▸ WHAT IS BEING ASKED
The required output is the complete data, repeated without alteration.

Items listed in a dataset

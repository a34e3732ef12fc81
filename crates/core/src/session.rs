use crate::chunking::chunk_documents;
use crate::composer::{AnswerComposer, FALLBACK_ANSWER};
use crate::config::PipelineConfig;
use crate::embeddings::Embedder;
use crate::error::{ConfigError, LoadError, PipelineError, Result, ServiceError};
use crate::loader::{DocumentLoader, SkippedFile};
use crate::models::{ChunkMetadata, IndexMode, ScoredChunk, UploadedFile, VectorRecord};
use crate::retriever::Retriever;
use crate::traits::{ChatModel, VectorIndex};
use std::fmt;
use std::sync::Arc;
use tracing::{info, warn};

pub const NOT_PROCESSED_WARNING: &str = "Please upload and process documents first.";

#[derive(Debug, Clone, PartialEq)]
pub struct ProcessReport {
    pub documents: usize,
    pub chunks: usize,
    pub indexed: usize,
    pub skipped: Vec<SkippedFile>,
}

#[derive(Debug, Clone, PartialEq)]
pub enum Reply {
    /// Nothing has been processed yet; the model was not consulted.
    NotProcessed,
    Answer {
        text: String,
        grounded: bool,
        sources: Vec<ScoredChunk>,
    },
}

impl Reply {
    pub fn text(&self) -> &str {
        match self {
            Reply::NotProcessed => NOT_PROCESSED_WARNING,
            Reply::Answer { text, .. } => text,
        }
    }
}

impl fmt::Display for Reply {
    fn fmt(&self, f: &mut fmt::Formatter<'_>) -> fmt::Result {
        f.write_str(self.text())
    }
}

/// One user's documents, index and model handles.
///
/// Every operation goes through an owned session, so independent sessions never
/// share index state.
pub struct Session {
    config: PipelineConfig,
    loader: DocumentLoader,
    embedder: Arc<dyn Embedder>,
    index: Box<dyn VectorIndex>,
    composer: Option<AnswerComposer>,
}

impl Session {
    pub fn new(
        config: PipelineConfig,
        embedder: Arc<dyn Embedder>,
        index: Box<dyn VectorIndex>,
    ) -> Result<Self, ConfigError> {
        config.validate()?;
        Ok(Self {
            loader: DocumentLoader::new(config.upload_dir.clone()),
            config,
            embedder,
            index,
            composer: None,
        })
    }

    pub fn with_chat_model(mut self, model: Arc<dyn ChatModel>) -> Self {
        self.composer = Some(AnswerComposer::new(model));
        self
    }

    pub fn with_loader(mut self, loader: DocumentLoader) -> Self {
        self.loader = loader;
        self
    }

    pub fn config(&self) -> &PipelineConfig {
        &self.config
    }

    pub fn index(&self) -> &dyn VectorIndex {
        self.index.as_ref()
    }

    /// Load, chunk, embed and index `files`, then persist the index.
    ///
    /// When no file yields a document the current index is left as it was.
    pub async fn process(
        &mut self,
        files: &[UploadedFile],
        mode: IndexMode,
    ) -> Result<ProcessReport> {
        let report = self.loader.load_best_effort(files)?;
        if report.documents.is_empty() {
            return Err(LoadError::NothingLoaded {
                skipped: report.skipped.len(),
            }
            .into());
        }

        let chunks = chunk_documents(&report.documents, self.config.chunking);
        let texts = chunks
            .iter()
            .map(|chunk| chunk.text.clone())
            .collect::<Vec<_>>();
        let embeddings = self.embedder.embed_many(&texts).await?;

        if embeddings.len() != chunks.len() {
            return Err(ServiceError::Malformed {
                service: "embeddings".to_string(),
                details: format!(
                    "embedding count {} doesn't match chunk count {}",
                    embeddings.len(),
                    chunks.len()
                ),
            }
            .into());
        }

        let records = chunks
            .into_iter()
            .zip(embeddings)
            .map(|(chunk, embedding)| VectorRecord {
                embedding,
                metadata: ChunkMetadata::from(&chunk),
                chunk_text: chunk.text,
            })
            .collect::<Vec<_>>();
        let chunk_count = records.len();

        let model = self.embedder.model().to_string();
        match mode {
            IndexMode::Rebuild => self.index.rebuild(&model, records)?,
            IndexMode::Append => self.index.add(&model, records)?,
        }
        self.index.persist()?;

        info!(
            documents = report.documents.len(),
            chunks = chunk_count,
            indexed = self.index.len(),
            skipped = report.skipped.len(),
            ?mode,
            "processed documents"
        );

        Ok(ProcessReport {
            documents: report.documents.len(),
            chunks: chunk_count,
            indexed: self.index.len(),
            skipped: report.skipped,
        })
    }

    pub async fn ask(&self, question: &str) -> Result<Reply> {
        let question = question.trim();
        if question.is_empty() {
            return Err(PipelineError::EmptyQuestion);
        }

        if self.index.is_empty() {
            warn!("question asked before any documents were processed");
            return Ok(Reply::NotProcessed);
        }

        let composer = self.composer.as_ref().ok_or(ConfigError::Missing {
            setting: "chat model",
            hint: "--chat-api-key or GROQ_API_KEY",
        })?;

        let retriever = Retriever::new(
            self.embedder.as_ref(),
            self.index.as_ref(),
            self.config.top_k,
        );
        let sources = retriever.retrieve_scored(question).await?;
        let chunks = sources
            .iter()
            .map(|hit| hit.chunk_text.clone())
            .collect::<Vec<_>>();

        let text = composer.compose(question, &chunks).await?;
        let grounded = text.trim() != FALLBACK_ANSWER;

        Ok(Reply::Answer {
            text,
            grounded,
            sources,
        })
    }
}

▸ ANSWER TO THIS PROBLEM
repository a34e3732ef12fc81
filename crates/core/src/session.rs
use crate::chunking::chunk_documents;
use crate::composer::{AnswerComposer, FALLBACK_ANSWER};
use crate::config::PipelineConfig;
use crate::embeddings::Embedder;
use crate::error::{ConfigError, LoadError, PipelineError, Result, ServiceError};
use crate::loader::{DocumentLoader, SkippedFile};
use crate::models::{ChunkMetadata, IndexMode, ScoredChunk, UploadedFile, VectorRecord};
use crate::retriever::Retriever;
use crate::traits::{ChatModel, VectorIndex};
use std::fmt;
use std::sync::Arc;
use tracing::{info, warn};

pub const NOT_PROCESSED_WARNING: &str = "Please upload and process documents first.";

#[derive(Debug, Clone, PartialEq)]
pub struct ProcessReport {
    pub documents: usize,
    pub chunks: usize,
    pub indexed: usize,
    pub skipped: Vec<SkippedFile>,
}

#[derive(Debug, Clone, PartialEq)]
pub enum Reply {
    /// Nothing has been processed yet; the model was not consulted.
    NotProcessed,
    Answer {
        text: String,
        grounded: bool,
        sources: Vec<ScoredChunk>,
    },
}

impl Reply {
    pub fn text(&self) -> &str {
        match self {
            Reply::NotProcessed => NOT_PROCESSED_WARNING,
            Reply::Answer { text, .. } => text,
        }
    }
}

impl fmt::Display for Reply {
    fn fmt(&self, f: &mut fmt::Formatter<'_>) -> fmt::Result {
        f.write_str(self.text())
    }
}

/// One user's documents, index and model handles.
///
/// Every operation goes through an owned session, so independent sessions never
/// share index state.
pub struct Session {
    config: PipelineConfig,
    loader: DocumentLoader,
    embedder: Arc<dyn Embedder>,
    index: Box<dyn VectorIndex>,
    composer: Option<AnswerComposer>,
}

impl Session {
    pub fn new(
        config: PipelineConfig,
        embedder: Arc<dyn Embedder>,
        index: Box<dyn VectorIndex>,
    ) -> Result<Self, ConfigError> {
        config.validate()?;
        Ok(Self {
            loader: DocumentLoader::new(config.upload_dir.clone()),
            config,
            embedder,
            index,
            composer: None,
        })
    }

    pub fn with_chat_model(mut self, model: Arc<dyn ChatModel>) -> Self {
        self.composer = Some(AnswerComposer::new(model));
        self
    }

    pub fn with_loader(mut self, loader: DocumentLoader) -> Self {
        self.loader = loader;
        self
    }

    pub fn config(&self) -> &PipelineConfig {
        &self.config
    }

    pub fn index(&self) -> &dyn VectorIndex {
        self.index.as_ref()
    }

    /// Load, chunk, embed and index `files`, then persist the index.
    ///
    /// When no file yields a document the current index is left as it was.
    pub async fn process(
        &mut self,
        files: &[UploadedFile],
        mode: IndexMode,
    ) -> Result<ProcessReport> {
        let report = self.loader.load_best_effort(files)?;
        if report.documents.is_empty() {
            return Err(LoadError::NothingLoaded {
                skipped: report.skipped.len(),
            }
            .into());
        }

        let chunks = chunk_documents(&report.documents, self.config.chunking);
        let texts = chunks
            .iter()
            .map(|chunk| chunk.text.clone())
            .collect::<Vec<_>>();
        let embeddings = self.embedder.embed_many(&texts).await?;

        if embeddings.len() != chunks.len() {
            return Err(ServiceError::Malformed {
                service: "embeddings".to_string(),
                details: format!(
                    "embedding count {} doesn't match chunk count {}",
                    embeddings.len(),
                    chunks.len()
                ),
            }
            .into());
        }

        let records = chunks
            .into_iter()
            .zip(embeddings)
            .map(|(chunk, embedding)| VectorRecord {
                embedding,
                metadata: ChunkMetadata::from(&chunk),
                chunk_text: chunk.text,
            })
            .collect::<Vec<_>>();
        let chunk_count = records.len();

        let model = self.embedder.model().to_string();
        match mode {
            IndexMode::Rebuild => self.index.rebuild(&model, records)?,
            IndexMode::Append => self.index.add(&model, records)?,
        }
        self.index.persist()?;

        info!(
            documents = report.documents.len(),
            chunks = chunk_count,
            indexed = self.index.len(),
            skipped = report.skipped.len(),
            ?mode,
            "processed documents"
        );

        Ok(ProcessReport {
            documents: report.documents.len(),
            chunks: chunk_count,
            indexed: self.index.len(),
            skipped: report.skipped,
        })
    }

    pub async fn ask(&self, question: &str) -> Result<Reply> {
        let question = question.trim();
        if question.is_empty() {
            return Err(PipelineError::EmptyQuestion);
        }

        if self.index.is_empty() {
            warn!("question asked before any documents were processed");
            return Ok(Reply::NotProcessed);
        }

        let composer = self.composer.as_ref().ok_or(ConfigError::Missing {
            setting: "chat model",
            hint: "--chat-api-key or GROQ_API_KEY",
        })?;

        let retriever = Retriever::new(
            self.embedder.as_ref(),
            self.index.as_ref(),
            self.config.top_k,
        );
        let sources = retriever.retrieve_scored(question).await?;
        let chunks = sources
            .iter()
            .map(|hit| hit.chunk_text.clone())
            .collect::<Vec<_>>();

        let text = composer.compose(question, &chunks).await?;
        let grounded = text.trim() != FALLBACK_ANSWER;

        Ok(Reply::Answer {
            text,
            grounded,
            sources,
        })
    }
}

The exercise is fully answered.